▶ **PROVIDED DATA**:
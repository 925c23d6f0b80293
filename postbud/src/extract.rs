//! Interface for types that can extract themselves from requests.
//!
//! Extractors are how handler arguments get resolved: each parameter type of
//! a registered handler implements [`Extract`] and pulls its value from the
//! [`Request`], be it the decoded payload, the message metadata, or broker
//! state.

mod body;
mod json;
mod meta;
mod state;

pub use body::{Body, Decoded, Text};
pub use json::Json;
pub use meta::{CorrelationId, Headers, MessageId};
pub use state::State;

use std::convert::Infallible;
use std::error::Error;

use async_trait::async_trait;

use crate::{request::Request, transport::Transport};

/// A trait for types that can be extracted from [requests](`Request`).
///
/// Note that extractions might mutate the request in certain ways, such as
/// filling the decoded payload cache.
#[async_trait]
pub trait Extract<T: Transport>: Sized {
    /// The error to return in case extraction fails.
    type Error: Error;

    /// Extract the type from the request.
    async fn extract(req: &mut Request<T>) -> Result<Self, Self::Error>;
}

/// Extracting options simply discards the error and returns None in that case.
#[async_trait]
impl<T, E> Extract<T> for Option<E>
where
    T: Transport,
    E: Extract<T> + Send,
{
    type Error = Infallible;

    async fn extract(req: &mut Request<T>) -> Result<Self, Self::Error> {
        Ok(Extract::extract(req).await.ok())
    }
}

/// Extracting a result returns the extraction error if it fails, allowing the handler to decide what to do with the error.
#[async_trait]
impl<T, E> Extract<T> for Result<E, <E as Extract<T>>::Error>
where
    T: Transport,
    E: Extract<T> + Send,
{
    type Error = Infallible;

    async fn extract(req: &mut Request<T>) -> Result<Self, Self::Error> {
        Ok(Extract::extract(req).await)
    }
}
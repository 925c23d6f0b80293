//! Allows extracting the payload coerced into a deserializable type.

use std::any::type_name;

use async_trait::async_trait;
use derive_more::{Deref, DerefMut};
use serde::de::{DeserializeOwned, Error as _};
use serde::Serialize;
use serde_json::Value;

use crate::{
    error::HandlerError, extract::Extract, payload::Payload, request::Request, response::Respond,
    transport::Transport,
};

/// A wrapper that coerces the decoded payload into `V` on the way in and
/// serializes `V` as a JSON payload on the way out.
///
/// As an extractor, a JSON object maps onto `V`'s fields by name; a handler
/// declaring a single structured parameter therefore receives the whole
/// payload. As a response, the inner value is serialized to JSON.
#[derive(Debug, Deref, DerefMut)]
pub struct Json<V>(pub V);

/// Extract implementation for deserializable payloads.
#[async_trait]
impl<T, V> Extract<T> for Json<V>
where
    T: Transport,
    V: DeserializeOwned + Send,
{
    type Error = HandlerError;

    async fn extract(req: &mut Request<T>) -> Result<Self, Self::Error> {
        let value = match req.payload() {
            Payload::Json(value) => value.clone(),
            Payload::Text(text) => Value::String(text.clone()),
            Payload::Empty => Value::Null,
            Payload::Bytes(_) => {
                return Err(HandlerError::InvalidPayload {
                    target: type_name::<V>(),
                    source: serde_json::Error::custom("payload is raw binary"),
                })
            }
        };

        serde_json::from_value(value)
            .map(Json)
            .map_err(|source| HandlerError::InvalidPayload {
                target: type_name::<V>(),
                source,
            })
    }
}

impl<V: Serialize> Respond for Json<V> {
    fn respond(self) -> Result<Payload, HandlerError> {
        Ok(Payload::serialize(&self.0)?)
    }
}
//! The request-scoped context: key/value bags visible to handlers and their
//! callbacks without explicit plumbing.
//!
//! Two lifetimes are offered. Global values live for the whole process and
//! are set once, typically at broker construction. Local values live inside
//! the task-local bag that the dispatch pipeline opens per message with
//! [`isolated`]; concurrent dispatches never see each other's locals.
//!
//! Before a handler runs, the dispatch pipeline publishes the current
//! [`MessageInfo`](crate::message::MessageInfo) under `message` and the
//! subscription key under `subscription`.

use std::any::Any;
use std::cell::RefCell;
use std::collections::HashMap;
use std::future::Future;
use std::sync::{Arc, OnceLock, RwLock};

/// A string-keyed bag of type-erased shared values.
type Bag = HashMap<String, Arc<dyn Any + Send + Sync>>;

tokio::task_local! {
    /// The task-local bag. Only present inside [`isolated`] scopes.
    static LOCALS: RefCell<Bag>;
}

/// The process-wide bag.
static GLOBALS: OnceLock<RwLock<Bag>> = OnceLock::new();

/// Lazily initializes and returns the global bag.
fn globals() -> &'static RwLock<Bag> {
    GLOBALS.get_or_init(|| RwLock::new(HashMap::new()))
}

/// Stores a process-wide value under the given key, replacing any previous
/// value.
pub fn set_global(key: impl Into<String>, value: impl Any + Send + Sync) {
    globals()
        .write()
        .expect("global context lock poisoned")
        .insert(key.into(), Arc::new(value));
}

/// Retrieves a process-wide value by key, downcast to `V`.
///
/// Returns `None` when the key is absent or holds a different type.
pub fn global<V: Any + Send + Sync>(key: &str) -> Option<Arc<V>> {
    let bag = globals().read().expect("global context lock poisoned");
    bag.get(key).cloned().and_then(|v| v.downcast::<V>().ok())
}

/// Stores a value in the current task-local bag.
///
/// Outside an [`isolated`] scope this is a no-op: there is no bag to write
/// to, and values must not leak across dispatches.
pub fn set_local(key: impl Into<String>, value: impl Any + Send + Sync) {
    let key = key.into();
    let _ = LOCALS.try_with(|bag| {
        bag.borrow_mut().insert(key, Arc::new(value));
    });
}

/// Retrieves a task-local value by key, downcast to `V`.
///
/// Returns `None` outside an [`isolated`] scope, when the key is absent, or
/// when it holds a different type.
pub fn local<V: Any + Send + Sync>(key: &str) -> Option<Arc<V>> {
    LOCALS
        .try_with(|bag| bag.borrow().get(key).cloned())
        .ok()
        .flatten()
        .and_then(|v| v.downcast::<V>().ok())
}

/// Runs the future with `key` bound to `value` in the task-local bag,
/// restoring the previous binding (or absence) afterwards.
///
/// Restoration happens whether the future resolves to success or failure.
/// If the task panics, the whole bag is torn down with it. Outside an
/// [`isolated`] scope the future simply runs with no binding.
pub async fn scope<V, F>(key: &str, value: V, fut: F) -> F::Output
where
    V: Any + Send + Sync,
    F: Future,
{
    let key = key.to_string();
    let previous = LOCALS
        .try_with(|bag| {
            bag.borrow_mut()
                .insert(key.clone(), Arc::new(value) as Arc<dyn Any + Send + Sync>)
        })
        .ok()
        .flatten();

    let output = fut.await;

    let _ = LOCALS.try_with(|bag| {
        let mut bag = bag.borrow_mut();
        match previous {
            Some(previous) => bag.insert(key, previous),
            None => bag.remove(&key),
        }
    });

    output
}

/// Runs the future with a fresh, empty task-local bag.
///
/// The dispatch pipeline wraps every message dispatch in this, which is what
/// isolates scoped values between concurrent dispatches.
pub async fn isolated<F: Future>(fut: F) -> F::Output {
    LOCALS.scope(RefCell::new(HashMap::new()), fut).await
}

#[cfg(test)]
mod tests {
    use super::*;

    #[tokio::test]
    async fn locals_are_isolated_between_tasks() {
        let first = tokio::spawn(isolated(async {
            set_local("who", "first".to_string());
            tokio::task::yield_now().await;
            local::<String>("who").map(|v| v.as_str().to_string())
        }));
        let second = tokio::spawn(isolated(async {
            set_local("who", "second".to_string());
            tokio::task::yield_now().await;
            local::<String>("who").map(|v| v.as_str().to_string())
        }));

        assert_eq!(first.await.unwrap().as_deref(), Some("first"));
        assert_eq!(second.await.unwrap().as_deref(), Some("second"));
    }

    #[tokio::test]
    async fn scope_restores_previous_value_on_exit() {
        isolated(async {
            set_local("key", 1u32);
            let inner = scope("key", 2u32, async { local::<u32>("key").map(|v| *v) }).await;
            assert_eq!(inner, Some(2));
            assert_eq!(local::<u32>("key").map(|v| *v), Some(1));
        })
        .await;
    }

    #[tokio::test]
    async fn scope_removes_value_that_was_not_set_before() {
        isolated(async {
            scope("fresh", 7u32, async {}).await;
            assert!(local::<u32>("fresh").is_none());
        })
        .await;
    }

    #[tokio::test]
    async fn locals_are_invisible_outside_a_scope() {
        set_local("orphan", 1u32);
        assert!(local::<u32>("orphan").is_none());
    }

    #[test]
    fn globals_live_for_the_process() {
        set_global("answer", 42u32);
        assert_eq!(global::<u32>("answer").map(|v| *v), Some(42));
        assert!(global::<String>("answer").is_none());
    }
}
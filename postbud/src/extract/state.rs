//! Allows extracting broker state.

use std::any::{type_name, Any};

use async_trait::async_trait;
use derive_more::{Deref, DerefMut};
use tracing::error;

use crate::{error::HandlerError, extract::Extract, request::Request, transport::Transport};

/// `State` is an extractor helper struct that allows you to extract broker
/// state that has previously been added through a call to
/// [`Broker::state`](crate::Broker::state).
///
/// This implements `Deref` and `DerefMut` to the inner type.
#[derive(Debug, Deref, DerefMut)]
pub struct State<V>(pub V);

impl<V: Clone> Clone for State<V> {
    fn clone(&self) -> Self {
        Self(self.0.clone())
    }
}

/// Extract implementation for broker state.
#[async_trait]
impl<T, V> Extract<T> for State<V>
where
    T: Transport,
    V: Any + Clone + Send + Sync,
{
    type Error = HandlerError;

    async fn extract(req: &mut Request<T>) -> Result<Self, Self::Error> {
        match req.state::<V>() {
            None => {
                error!(
                    "Attempted to retrieve state of type {}, but that type has not been added to the broker. Add it with `broker.state(...)`",
                    type_name::<V>()
                );
                Err(HandlerError::StateNotFound(type_name::<V>()))
            }
            Some(value) => Ok(State(value)),
        }
    }
}
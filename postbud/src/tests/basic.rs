use std::sync::{Arc, Mutex};

use tokio::sync::mpsc;

use crate::extract::{Body, Decoded, Headers, Json, MessageId, State, Text};

use super::{eventually, init_logging, *};

async fn echo(Text(text): Text) -> String {
    text
}

async fn with_body(_body: Body) {}

async fn with_decoded(_payload: Decoded) -> Option<String> {
    None
}

async fn with_two_extractors(_id: MessageId, _headers: Headers) {}

async fn with_json(Json(value): Json<serde_json::Value>) -> serde_json::Value {
    value
}

/// A handler that doesn't respond just doesn't return anything.
async fn listener(state: State<Arc<Mutex<Vec<String>>>>, Text(text): Text) {
    state.lock().unwrap().push(text);
}

#[tokio::test]
async fn it_registers_various_handlers() {
    init_logging();
    let broker = Broker::new(MemoryTransport::new())
        .state(Arc::new(Mutex::new(Vec::<String>::new())))
        .handler("subscription_0", echo)
        .handler("subscription_1", with_body)
        .handler("subscription_2", with_decoded)
        .handler("subscription_3", with_two_extractors)
        .handler("subscription_4", with_json)
        .handler("subscription_5", listener);

    broker.start().await.unwrap();
    broker.close().await.unwrap();
}

#[tokio::test]
async fn lifecycle_is_idempotent() {
    init_logging();
    let broker = Broker::new(MemoryTransport::new()).handler("q", echo);

    broker.connect().await.unwrap();
    broker.connect().await.unwrap();
    broker.start().await.unwrap();
    broker.start().await.unwrap();
    broker.close().await.unwrap();
    broker.close().await.unwrap();

    // A closed broker refuses further work.
    assert!(matches!(broker.publish("x", "q").await, Err(Error::Closed)));
    assert!(matches!(broker.start().await, Err(Error::Closed)));
}

#[tokio::test]
async fn starting_without_handlers_fails() {
    init_logging();
    let broker = Broker::<MemoryTransport>::new(MemoryTransport::new());
    assert!(matches!(broker.start().await, Err(Error::NoHandlers)));
}

#[tokio::test]
async fn listeners_consume_and_ack_without_replying() {
    init_logging();
    let seen: Arc<Mutex<Vec<String>>> = Default::default();
    let broker = Broker::new(MemoryTransport::new())
        .state(seen.clone())
        .handler("q", listener);
    broker.start().await.unwrap();

    broker.publish("first", "q").await.unwrap();
    broker.publish("second", "q").await.unwrap();

    eventually(|| seen.lock().unwrap().len() == 2).await;
    // In-order, acked, nothing left behind.
    assert_eq!(*seen.lock().unwrap(), vec!["first", "second"]);
    eventually(|| broker.transport().queue_depth("q") == 0 && broker.transport().in_flight() == 0)
        .await;

    broker.close().await.unwrap();
}

#[tokio::test]
async fn state_is_shared_between_handlers_of_one_broker() {
    init_logging();
    let (sender, mut receiver) = mpsc::channel::<String>(4);

    async fn forward(state: State<mpsc::Sender<String>>, Text(text): Text) {
        state.send(text).await.unwrap();
    }

    let broker = Broker::new(MemoryTransport::new())
        .state(sender)
        .handler("a", forward)
        .handler("b", forward);
    broker.start().await.unwrap();

    broker.publish("to a", "a").await.unwrap();
    broker.publish("to b", "b").await.unwrap();

    let mut received = vec![receiver.recv().await.unwrap(), receiver.recv().await.unwrap()];
    received.sort();
    assert_eq!(received, vec!["to a", "to b"]);

    broker.close().await.unwrap();
}
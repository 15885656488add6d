//! Orchestrator-boundary event filter/dedupe pass (§4.5.2). Maps
//! internal events to the narrow outbound vocabulary, strips internal
//! detail, and suppresses consecutive duplicates.

use crate::schema::{InternalEvent, InternalEventType};
use serde_json::{json, Value};

#[derive(Debug, Clone, PartialEq, Eq)]
struct DedupeKey {
    mapped_type: String,
    description: Option<String>,
    step_index: Option<i64>,
}

pub struct EventFilter {
    last: Option<DedupeKey>,
}

impl EventFilter {
    pub fn new() -> Self {
        EventFilter { last: None }
    }

    /// Returns `Some((mapped_type, data))` if the event should be
    /// forwarded to the host, or `None` if it's unknown-typed or a
    /// duplicate of the immediately preceding event.
    pub fn filter(&mut self, event: &InternalEvent) -> Option<(String, Value)> {
        let mapped_type = map_type(event.event_type)?;
        let data = sanitize_content(mapped_type, &event.data);

        let description = data.get("description").and_then(Value::as_str).map(str::to_string);
        let step_index = data.get("step_index").and_then(Value::as_i64);

        let key = DedupeKey { mapped_type: mapped_type.to_string(), description, step_index };
        if self.last.as_ref() == Some(&key) {
            return None;
        }
        self.last = Some(key);

        Some((mapped_type.to_string(), data))
    }
}

impl Default for EventFilter {
    fn default() -> Self {
        Self::new()
    }
}

fn map_type(event_type: InternalEventType) -> Option<&'static str> {
    use InternalEventType::*;
    Some(match event_type {
        ExecutionStarted | StepStarted => "executing",
        StepCompleted => "success",
        StepFailed => "error",
        Thinking | PlanReady | SensitiveOperationDetected => "thinking",
        Error => "error",
    })
}

fn sanitize_content(mapped_type: &str, data: &Value) -> Value {
    match mapped_type {
        "thinking" => {
            let phase = data.get("phase").cloned().unwrap_or(Value::Null);
            let summary = data
                .get("summary")
                .and_then(Value::as_str)
                .map(|s| truncate(s, 50))
                .unwrap_or_default();
            json!({ "phase": phase, "summary": summary })
        }
        "executing" | "success" => json!({
            "description": data.get("description").cloned().unwrap_or(Value::Null),
            "step_index": data.get("step_index").cloned().unwrap_or(Value::Null),
            "total_steps": data.get("total_steps").cloned().unwrap_or(Value::Null),
        }),
        "error" => json!({
            "message": data.get("message").cloned().unwrap_or(Value::Null),
            "description": data.get("description").cloned().unwrap_or(Value::Null),
            "step_index": data.get("step_index").cloned().unwrap_or(Value::Null),
            "total_steps": data.get("total_steps").cloned().unwrap_or(Value::Null),
        }),
        _ => Value::Null,
    }
}

fn truncate(s: &str, max_chars: usize) -> String {
    if s.chars().count() <= max_chars {
        s.to_string()
    } else {
        s.chars().take(max_chars).collect()
    }
}

#[cfg(test)]
mod tests {
    use super::*;

    fn event(event_type: InternalEventType, data: Value) -> InternalEvent {
        InternalEvent { event_type, data }
    }

    #[test]
    fn dedupes_consecutive_identical_events() {
        let mut filter = EventFilter::new();
        let e = event(InternalEventType::StepStarted, json!({ "description": "click", "step_index": 0 }));
        assert!(filter.filter(&e).is_some());
        assert!(filter.filter(&e).is_none());
    }

    #[test]
    fn strips_raw_params_from_error() {
        let mut filter = EventFilter::new();
        let e = event(
            InternalEventType::StepFailed,
            json!({ "message": "boom", "params": {"secret": "x"}, "step_index": 1 }),
        );
        let (mapped, data) = filter.filter(&e).unwrap();
        assert_eq!(mapped, "error");
        assert!(data.get("params").is_none());
        assert_eq!(data["message"], "boom");
    }
}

▶ **TASK PROMPT**:
Scan the material and collect every line that contains "StepStarted".

▶ **RESULT OF THIS EXERCISE**:
        ExecutionStarted | StepStarted => "executing",
        let e = event(InternalEventType::StepStarted, json!({ "description": "click", "step_index": 0 }));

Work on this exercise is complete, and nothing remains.